Un momento magico per la Lega di Umberto Bossi. Ma non durò molto, perché alle elezioni politiche del 1994 la neonata Forza Italia di Silvio Berlusconi sottrasse buona parte dei consensi ai leghisti. Formentini, comunque, resta una delle figure di riferimento dell’inarrestabile crescita del Carroccio all’inizio degli anni Novanta. Nato a La Spezia il 14 aprile 1930, vedetta partigiana giovanissimo nel 1944, si diploma al liceo classico e si laurea in Giurisprudenza a Pisa con 110 e lode. Viene assunto dalla Comunità economica del carbone dell’acciaio (Ceca). Lavora “in Europa’’ per 13 anni, fa carriera da burocrate, ma nel 1970, quando nascono le Regioni, va a lavorare per la Regione Lombardia, segretario della Giunta presieduta da Piero Bassetti. In quegli anni Formentini è iscritto al Psi, legge i saggi dell’economista John Kenneth Galbraith, però non rinnega la passione per il liberale Adam Smith. Nel 1975 lascia il Pirellone e ricomincia dal settore privato, prima all’Assider, poi all’Isa.
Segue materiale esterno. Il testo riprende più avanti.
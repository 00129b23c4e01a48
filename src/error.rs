//! Error handling module
//!
//! Centralized error types and HTTP response conversion. Validation
//! failures carry a field-keyed message map; everything else responds
//! with a `{"detail": ...}` body. Internal details are logged, never
//! surfaced.

use std::collections::BTreeMap;

use axum::http::StatusCode;
use axum::response::{IntoResponse, Response};
use axum::Json;
use serde::Serialize;

/// Application-wide Result type
pub type AppResult<T> = Result<T, AppError>;

/// Field-keyed validation messages, serialized as
/// `{"field": ["message", ...]}`.
#[derive(Debug, Default, Serialize)]
pub struct ValidationErrors(BTreeMap<String, Vec<String>>);

impl ValidationErrors {
    pub fn new() -> Self {
        Self::default()
    }

    /// Append a message under a field key.
    pub fn add(&mut self, field: &str, message: impl Into<String>) {
        self.0
            .entry(field.to_string())
            .or_default()
            .push(message.into());
    }

    pub fn is_empty(&self) -> bool {
        self.0.is_empty()
    }

    /// Err(AppError::Validation) if any message was recorded.
    pub fn into_result(self) -> Result<(), AppError> {
        if self.is_empty() {
            Ok(())
        } else {
            Err(AppError::Validation(self))
        }
    }
}

/// Application error types
#[derive(Debug, thiserror::Error)]
pub enum AppError {
    // Client errors (4xx)
    #[error("Validation failed")]
    Validation(ValidationErrors),

    #[error("Unauthorized: {0}")]
    Unauthorized(&'static str),

    #[error("Not found")]
    NotFound,

    // Server errors (5xx)
    #[error("Reset failed")]
    ResetFailed(#[source] sqlx::Error),

    #[error("Database error: {0}")]
    Database(#[from] sqlx::Error),

    #[error("Internal error: {0}")]
    Internal(String),
}

impl AppError {
    /// Validation error with a single message under one field.
    pub fn validation(field: &str, message: impl Into<String>) -> Self {
        let mut errors = ValidationErrors::new();
        errors.add(field, message);
        AppError::Validation(errors)
    }
}

/// Generic error response body
#[derive(Debug, Serialize)]
pub struct DetailResponse {
    pub detail: String,
}

impl DetailResponse {
    pub fn new(detail: impl Into<String>) -> Self {
        Self {
            detail: detail.into(),
        }
    }
}

impl IntoResponse for AppError {
    fn into_response(self) -> Response {
        match self {
            // 400 Bad Request, field-keyed body
            AppError::Validation(errors) => {
                (StatusCode::BAD_REQUEST, Json(errors)).into_response()
            }

            // 401 Unauthorized
            AppError::Unauthorized(detail) => (
                StatusCode::UNAUTHORIZED,
                Json(DetailResponse::new(detail)),
            )
                .into_response(),

            // 404 Not Found; cross-owner and nonexistent look identical
            AppError::NotFound => (
                StatusCode::NOT_FOUND,
                Json(DetailResponse::new("Not found.")),
            )
                .into_response(),

            // 500 Internal Server Error
            AppError::ResetFailed(e) => {
                tracing::error!("Reset failed: {:?}", e);
                (
                    StatusCode::INTERNAL_SERVER_ERROR,
                    Json(DetailResponse::new(
                        "An error occurred while resetting data.",
                    )),
                )
                    .into_response()
            }
            AppError::Database(e) => {
                tracing::error!("Database error: {:?}", e);
                (
                    StatusCode::INTERNAL_SERVER_ERROR,
                    Json(DetailResponse::new("Internal server error.")),
                )
                    .into_response()
            }
            AppError::Internal(msg) => {
                tracing::error!("Internal error: {}", msg);
                (
                    StatusCode::INTERNAL_SERVER_ERROR,
                    Json(DetailResponse::new("Internal server error.")),
                )
                    .into_response()
            }
        }
    }
}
Abbandona i socialisti, perché non simpatizza per Bettino Craxi, e si disinteressa per più di un decennio dell’attività politica. Fino all’incontro fatale con Bossi nel 1990. Il segretario della Lega invita Formentini a un incontro dopo aver letto un libro scritto dall’allora manager: Saggio sulla questione italiana. Democrazia occidentale o Paese del Terzo Mondo?. È un colpo di fulmine. "Andai a quel colloquio politicamente depresso, ne uscii vedendo la luce in fondo al tunnel", ha raccontato Formentini qualche anno dopo.
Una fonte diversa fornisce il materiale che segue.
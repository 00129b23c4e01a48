//! Domain module
//!
//! Core domain types and business logic.

pub mod amount;
pub mod reports;
pub mod transaction;

pub use amount::{Amount, AmountError};
pub use reports::{daily_expenses, expenses_distribution, ChartData, UNCATEGORIZED_LABEL};
pub use transaction::{Transaction, TransactionType, TransactionTypeError};
#[derive(Debug, Serialize)]
pub struct UserResponse {
    pub id: i64,
    pub username: String,
}

#[derive(Debug, Deserialize)]
pub struct TokenRequest {
    #[serde(default)]
    pub username: Option<String>,
    #[serde(default)]
    pub password: Option<String>,
}

#[derive(Debug, Serialize)]
pub struct TokenPairResponse {
    pub refresh: String,
    pub access: String,
}

#[derive(Debug, Deserialize)]
pub struct RefreshRequest {
    #[serde(default)]
    pub refresh: Option<String>,
}

#[derive(Debug, Serialize)]
pub struct AccessResponse {
    pub access: String,
}

#[derive(Debug, Deserialize)]
pub struct CategoryPayload {
    #[serde(default)]
    pub name: Option<String>,
}

#[derive(Debug, Serialize)]
pub struct CategoryResponse {
    pub id: i64,
    pub name: String,
}

impl From<Category> for CategoryResponse {
    fn from(category: Category) -> Self {
        CategoryResponse {
            id: category.id,
            name: category.name,
        }
    }
}

/// Amount in a request body, accepted as a JSON string or number.
#[derive(Debug, Clone, Deserialize)]
#[serde(untagged)]
pub enum AmountPayload {
    Number(serde_json::Number),
    Text(String),
}

impl AmountPayload {
    /// Parse into a validated Amount. String input is trimmed first.
    fn parse(&self) -> Result<Amount, AmountError> {
        match self {
            AmountPayload::Number(n) => n.to_string().parse(),
            AmountPayload::Text(s) => s.trim().parse(),
        }
    }
}

/// Deserialize a present value (including an explicit null) as Some.
/// Combined with `#[serde(default)]` this tells a missing field apart
/// from `"field": null`.
fn deserialize_explicit<'de, T, D>(deserializer: D) -> Result<Option<T>, D::Error>
where
    T: Deserialize<'de>,
    D: serde::Deserializer<'de>,
{
    T::deserialize(deserializer).map(Some)
}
La sua ascesa è fulminea: nella primavera del 1990 si iscrive al Carroccio, alle Politiche del 1992 viene eletto deputato e il Senatùr lo sceglie come capogruppo alla Camera. Sono gli anni del cappio in Parlamento sventolato dal lumbard Luca Leoni Orsenigo. Formentini, di temperamento moderato, si cala nel ruolo di leghista duro e puro e non si tira indietro quando Bossi gli propone la candidatura a sindaco di Milano. Il suo operato a Palazzo Marino procede tra alti e bassi, perde quasi subito la maggioranza in Consiglio comunale, ma punta sul centro storico pedonale, fa sgomberare il centro sociale Leoncavallo e lascia briglia sciolta all’assessore alla Cultura, il critico d’arte Philippe Daverio, morto lo scorso settembre.
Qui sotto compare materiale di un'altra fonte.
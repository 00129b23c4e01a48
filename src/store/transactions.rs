//! Transaction store
//!
//! Owner-scoped transaction rows, joined with the category name the API
//! serializes. Amounts are stored as TEXT at scale 2 and parsed back
//! into `Amount` on the way out.

use chrono::NaiveDate;
use sqlx::SqlitePool;

use crate::domain::{Amount, Transaction, TransactionType};

/// Validated field set for inserting or fully updating a transaction.
#[derive(Debug, Clone)]
pub struct NewTransaction {
    pub category_id: Option<i64>,
    pub amount: Amount,
    pub transaction_type: TransactionType,
    pub date: NaiveDate,
    pub description: Option<String>,
}

type TransactionRow = (
    i64,
    i64,
    Option<i64>,
    String,
    String,
    NaiveDate,
    Option<String>,
    Option<String>,
);

fn map_row(row: TransactionRow) -> Result<Transaction, sqlx::Error> {
    let (id, user_id, category_id, amount, transaction_type, date, description, category_name) =
        row;
    let amount = amount
        .parse::<Amount>()
        .map_err(|e| sqlx::Error::Decode(Box::new(e)))?;

    Ok(Transaction {
        id,
        user_id,
        category_id,
        amount,
        transaction_type: TransactionType::from(transaction_type),
        date,
        description,
        category_name,
    })
}

const SELECT_COLUMNS: &str = r#"
    SELECT t.id, t.user_id, t.category_id, t.amount, t.transaction_type,
           t.date, t.description, c.name
    FROM transactions t
    LEFT JOIN categories c ON c.id = t.category_id
"#;

/// Repository for transaction rows.
#[derive(Debug, Clone)]
pub struct TransactionStore {
    pool: SqlitePool,
}

impl TransactionStore {
    /// Create a new TransactionStore
    pub fn new(pool: SqlitePool) -> Self {
        Self { pool }
    }

    /// List the owner's transactions, newest date first, ties by id
    /// descending. The same ordering backs the list endpoint and both
    /// exports.
    pub async fn list(&self, user_id: i64) -> Result<Vec<Transaction>, sqlx::Error> {
        let rows: Vec<TransactionRow> = sqlx::query_as(&format!(
            "{SELECT_COLUMNS} WHERE t.user_id = ? ORDER BY t.date DESC, t.id DESC"
        ))
        .bind(user_id)
        .fetch_all(&self.pool)
        .await?;

        rows.into_iter().map(map_row).collect()
    }

    /// List the owner's transactions in creation (ascending id) order.
    /// Report aggregation relies on this for stable label ordering.
    pub async fn list_by_id(&self, user_id: i64) -> Result<Vec<Transaction>, sqlx::Error> {
        let rows: Vec<TransactionRow> = sqlx::query_as(&format!(
            "{SELECT_COLUMNS} WHERE t.user_id = ? ORDER BY t.id ASC"
        ))
        .bind(user_id)
        .fetch_all(&self.pool)
        .await?;

        rows.into_iter().map(map_row).collect()
    }

    pub async fn find(&self, user_id: i64, id: i64) -> Result<Option<Transaction>, sqlx::Error> {
        let row: Option<TransactionRow> = sqlx::query_as(&format!(
            "{SELECT_COLUMNS} WHERE t.id = ? AND t.user_id = ?"
        ))
        .bind(id)
        .bind(user_id)
        .fetch_optional(&self.pool)
        .await?;

        row.map(map_row).transpose()
    }

    pub async fn create(
        &self,
        user_id: i64,
        new: &NewTransaction,
    ) -> Result<Transaction, sqlx::Error> {
        let id: i64 = sqlx::query_scalar(
            r#"
            INSERT INTO transactions (user_id, category_id, amount, transaction_type, date, description)
            VALUES (?, ?, ?, ?, ?, ?)
            RETURNING id
            "#,
        )
        .bind(user_id)
        .bind(new.category_id)
        .bind(new.amount.to_string())
        .bind(new.transaction_type.to_string())
        .bind(new.date)
        .bind(new.description.as_deref())
        .fetch_one(&self.pool)
        .await?;

        // Reread to pick up the joined category name
        self.find(user_id, id).await?.ok_or(sqlx::Error::RowNotFound)
    }

    /// Overwrite all mutable fields. None when the id is missing or not
    /// owned.
    pub async fn update(
        &self,
        user_id: i64,
        id: i64,
        new: &NewTransaction,
    ) -> Result<Option<Transaction>, sqlx::Error> {
        let rows = sqlx::query(
            r#"
            UPDATE transactions
            SET category_id = ?, amount = ?, transaction_type = ?, date = ?, description = ?
            WHERE id = ? AND user_id = ?
            "#,
        )
        .bind(new.category_id)
        .bind(new.amount.to_string())
        .bind(new.transaction_type.to_string())
        .bind(new.date)
        .bind(new.description.as_deref())
        .bind(id)
        .bind(user_id)
        .execute(&self.pool)
        .await?
        .rows_affected();

        if rows == 0 {
            return Ok(None);
        }

        self.find(user_id, id).await
    }

    /// Delete a transaction. False when the id is missing or not owned.
    pub async fn delete(&self, user_id: i64, id: i64) -> Result<bool, sqlx::Error> {
        let rows = sqlx::query(
            r#"
            DELETE FROM transactions
            WHERE id = ? AND user_id = ?
            "#,
        )
        .bind(id)
        .bind(user_id)
        .execute(&self.pool)
        .await?
        .rows_affected();

        Ok(rows > 0)
    }
}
Nel 1997, con la Lega ormai indipendentista e non più alleata di FI, Formentini si ricandida però non raggiunge neanche il ballottaggio. Gli anni d’oro del Carroccio a Milano sono ormai alle spalle. Già eurodeputato dal 1994, nel 1999 viene rieletto ma subito dopo lascia la Lega in polemica con la svolta secessionista del Senatùr e la rottura con Berlusconi. Nel 2004 si ripresenta alle Europee con l’Ulivo. Non viene eletto, poi aderisce alla Margherita e nel 2007 sostiene Rosy Bindi alle primarie del Pd. Nel 2008 sceglie la Democrazia cristiana per le autonomie di Gianfranco Rotondi, prima di lasciare definitivamente la politica attiva.